Given the configuration, the sensors module automatically provides the correct reading.

Claim the device

Before running the firmware, it is necessary to assocaite the 4ZeroBox to your Zerynth Cloud account. This must be done once and requires just two clicks!

Please check this guide for the claiming process.

Run the firmware

You are now ready to run the firmware! Press Run and all the modules and sensors configuration will be copied into the 4ZeroBox to be executed. By pressing Console you can check the output of the firmware and the values being read and sent to the Zerynth Device Manager.

Configuring the Zerynth Device Manager

The next step is configuring the Zerynth Device Manager to send the incoming data to a dashboard for visualization.

In the Zerynth Device Manager, the incoming data from the 4ZeroBox is stored just temporarily. To really use the IoT data it must be persisted to a time series storage like the Zerynth Storage or your own database. Whatever the storage, the data must be first sent out of the Zerynth Device Manager to its final destination.

This is accomplished thanks to Integrations. In the workspace screen at zdm.zerynth.com, in the Integrations tab, it is possible to configure many different forwarding point.

In this tutorial we will use our public testing dashboard at hello.zerynth.com to receive, store and visualize data.

Let's create a new integration by clicking the New integration button. The first choice is the type of integration and for the sake of this guide choose Webhook.

Webhook integrations are the most generic ones since they send data in batches from the workspace to an http endpoint; there, a service decodes the content of the batch and insert it into the storage.

The next information requested by the integration dialog is the type of data: Zerynth Device Manager supports both data and conditions streams. Select data stream and give it a name like industrial-kit. The most important piece of information required by the integration is the url of the endpoint that will be receiving data. Type http://hello.zerynth.com/zdm/data and click Submit.

Integration Tab
Integration Selection
Data Stream Integration
Integration List

Data is now flowing from the IoT device to the endpoint on hello.zerynth.com and the Zerynth Device Manager will take care of resending any missed batch to avoid any data loss.

Dashboarding

The data ingested at hello.zerynth.com is stored in a local database that can be queried by any dashboarding solution. We have installed a Grafana instance that serves a public dashboard for you to play with. Grafana is one of the best dashboarding tool out there and you can use it without worrying about its maintenance directly from our custom Zerynth Dashboardsolution.

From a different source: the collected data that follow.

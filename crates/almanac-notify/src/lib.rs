//! Reminder notifications for Almanac.
//!
//! The [`NotificationDispatcher`] is the scheduler's callback target: it
//! claims the event's `started` flag (idempotent under duplicate fires),
//! composes the reminder, and hands it to a [`Mailer`]. Delivery is
//! best-effort: failures are logged, never retried.

mod dispatcher;
mod error;
mod mailer;

pub use dispatcher::NotificationDispatcher;
pub use error::NotifyError;
pub use mailer::{LogMailer, Mailer, SmtpMailer};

Dashboards can be easily created by adding panels, and each panel is the result of a query into the incoming data.

To play with the your device data you need to input the id of your workspace (you can find in the web app). By pressing enter in the dashboard workspace field, all the panels will update to display your workspace data.

From the controls in the upper right corner you can change the time range of the panels and even enable auto refresh.